Parte l’operazione «Strada sicura»

Un coordinamento tra banche, negozi, laboratori artigiani ma anche privati cittadini, per razionalizzare la collocazione delle telecamere a circuito chiuso e coprire così non solo la singola «bottega» ma l’intera via. L’assessore comunale alla Sicurezza, Guido Manca, lancia il «Progetto strada sicura» e annuncia finanziamenti per sostenere l’operazione. Già da qualche tempo Manca ha avviato un programma di video sorveglianza che ha portato all’installazione in città di 500 telecamere allacciate alla rete di fibra ottica e collegate alle centrali operative di polizia locale, questura e presto carabinieri. Altre telecamere, insieme ai tradizionali sistemi anti-rapina, sono state poi installate in 1.500 esercizi che hanno usufruito di contributi comunali.

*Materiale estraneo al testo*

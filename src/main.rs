use anyhow::Context;
use atividades::{
    app::App,
    config::{init_tracing, Cli},
    storage::FileStore,
    task_store::TaskStore,
    terminal,
    ui::run_app,
};
use clap::Parser;
use tracing::{error, info};

fn main() -> anyhow::Result<()> {
    let cli = Cli::parse();
    let data_dir = cli.resolve_data_dir()?;
    let _log_guard = init_tracing(&cli.resolve_log_file(&data_dir), cli.verbose)?;

    let store = FileStore::open(&data_dir)
        .with_context(|| format!("failed to open store at {}", data_dir.display()))?;
    info!(data_dir = %data_dir.display(), "starting atividades");
    let mut app = App::new(TaskStore::load(store));

    let result = {
        let (_restore, mut terminal) = terminal::setup().context("failed to set up terminal")?;
        run_app(&mut terminal, &mut app)
    };

    if let Err(err) = &result {
        error!(error = %err, "event loop failed");
    }
    info!(count = app.tasks.len(), "exiting");
    result.context("event loop failed")
}
use crossterm::event::{self, Event};
use ratatui::{
    backend::Backend,
    layout::{Constraint, Direction, Layout},
    style::{Color, Modifier, Style},
    text::{Line, Span},
    widgets::{Block, Borders, List, ListItem, ListState, Paragraph},
    Frame, Terminal,
};
use std::io;

use crate::app::{App, Focus};
use crate::keymap::action_for;
use crate::storage::KeyValueStore;
use crate::task::{Task, TaskStatus};
use crate::task_store::IdGenerator;

const PLACEHOLDER: &str = "Digite uma atividade";

pub fn run_app<B: Backend, S: KeyValueStore, G: IdGenerator>(
    terminal: &mut Terminal<B>,
    app: &mut App<S, G>,
) -> io::Result<()> {
    while !app.should_quit {
        terminal.draw(|f| draw(f, app))?;

        if let Event::Key(key) = event::read()? {
            if let Some(action) = action_for(key, app.focus, &app.edit) {
                app.apply(action);
            }
        }
    }
    Ok(())
}

pub fn draw<S: KeyValueStore, G: IdGenerator>(f: &mut Frame, app: &App<S, G>) {
    let chunks = Layout::default()
        .direction(Direction::Vertical)
        .constraints(vec![
            Constraint::Length(3),
            Constraint::Min(3),
            Constraint::Length(1),
        ])
        .split(f.area());

    let input = if app.input.is_empty() {
        Paragraph::new(Span::styled(
            PLACEHOLDER,
            Style::default().fg(Color::DarkGray),
        ))
    } else {
        Paragraph::new(app.input.as_str())
    };
    f.render_widget(
        input.block(pane_block("Adicionar [Enter]", app.focus == Focus::Input)),
        chunks[0],
    );

    let items: Vec<ListItem> = app
        .tasks
        .tasks()
        .iter()
        .map(|t| task_row(t, app))
        .collect();
    let list = List::new(items)
        .block(pane_block("Atividades", app.focus == Focus::List))
        .highlight_style(Style::default().add_modifier(Modifier::BOLD))
        .highlight_symbol("> ");
    let mut state = ListState::default();
    if !app.tasks.is_empty() {
        state.select(Some(app.selected));
    }
    f.render_stateful_widget(list, chunks[1], &mut state);

    f.render_widget(
        Paragraph::new(help_line(app)).style(Style::default().fg(Color::DarkGray)),
        chunks[2],
    );
}

fn pane_block(title: &str, focused: bool) -> Block<'_> {
    Block::default()
        .title(title)
        .borders(Borders::ALL)
        .border_style(if focused {
            Style::default().fg(Color::Cyan)
        } else {
            Style::default()
        })
}

fn task_row<'a, S: KeyValueStore, G: IdGenerator>(
    task: &'a Task,
    app: &'a App<S, G>,
) -> ListItem<'a> {
    let editing = app.edit.is_editing(&task.id);
    let text_style = match task.status {
        TaskStatus::Ativo => Style::default().fg(Color::White),
        TaskStatus::Inativo => Style::default()
            .fg(Color::DarkGray)
            .add_modifier(Modifier::CROSSED_OUT),
    };

    let mut spans = Vec::new();
    match app.edit.draft() {
        Some(draft) if editing => {
            spans.push(Span::styled(
                format!("{draft}_"),
                Style::default().fg(Color::Yellow),
            ));
            spans.push(Span::raw("  [Salvar]"));
        }
        _ => {
            spans.push(Span::styled(task.description.as_str(), text_style));
            spans.push(Span::raw("  [Alterar]"));
        }
    }
    if app.edit.toggle_visible() {
        spans.push(Span::raw(format!(" [{}]", task.status.toggle_label())));
    }
    spans.push(Span::raw(" [Excluir]"));
    spans.push(Span::styled(
        format!(" ({})", task.status.as_str()),
        Style::default().fg(Color::DarkGray),
    ));

    ListItem::new(Line::from(spans))
}

fn help_line<S: KeyValueStore, G: IdGenerator>(app: &App<S, G>) -> &'static str {
    match app.focus {
        Focus::Input => "Enter adicionar | Tab lista | Esc sair",
        Focus::List if app.edit.toggle_visible() => {
            "Enter salvar | Ctrl-T inativar/ativar | Del excluir | Tab entrada | Esc sair"
        }
        Focus::List => "Enter/e alterar | x/Del excluir | ↑↓ mover | Tab entrada | Esc sair",
    }
}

I risultati si sono presto fatti vedere: diminuzione di aggressioni nei parchi cittadini e nei negozi. Il passo successivo è la «rete» di telecamere sistemate dai privati su indicazione del Comune in modo che lungo la via non ci siano angoli scoperti. Anche queste telecamere saranno collegate alle centrali delle forze dell’ordine che avranno la possibilità di rivedere le riprese, che rimangono registrate per sette giorni.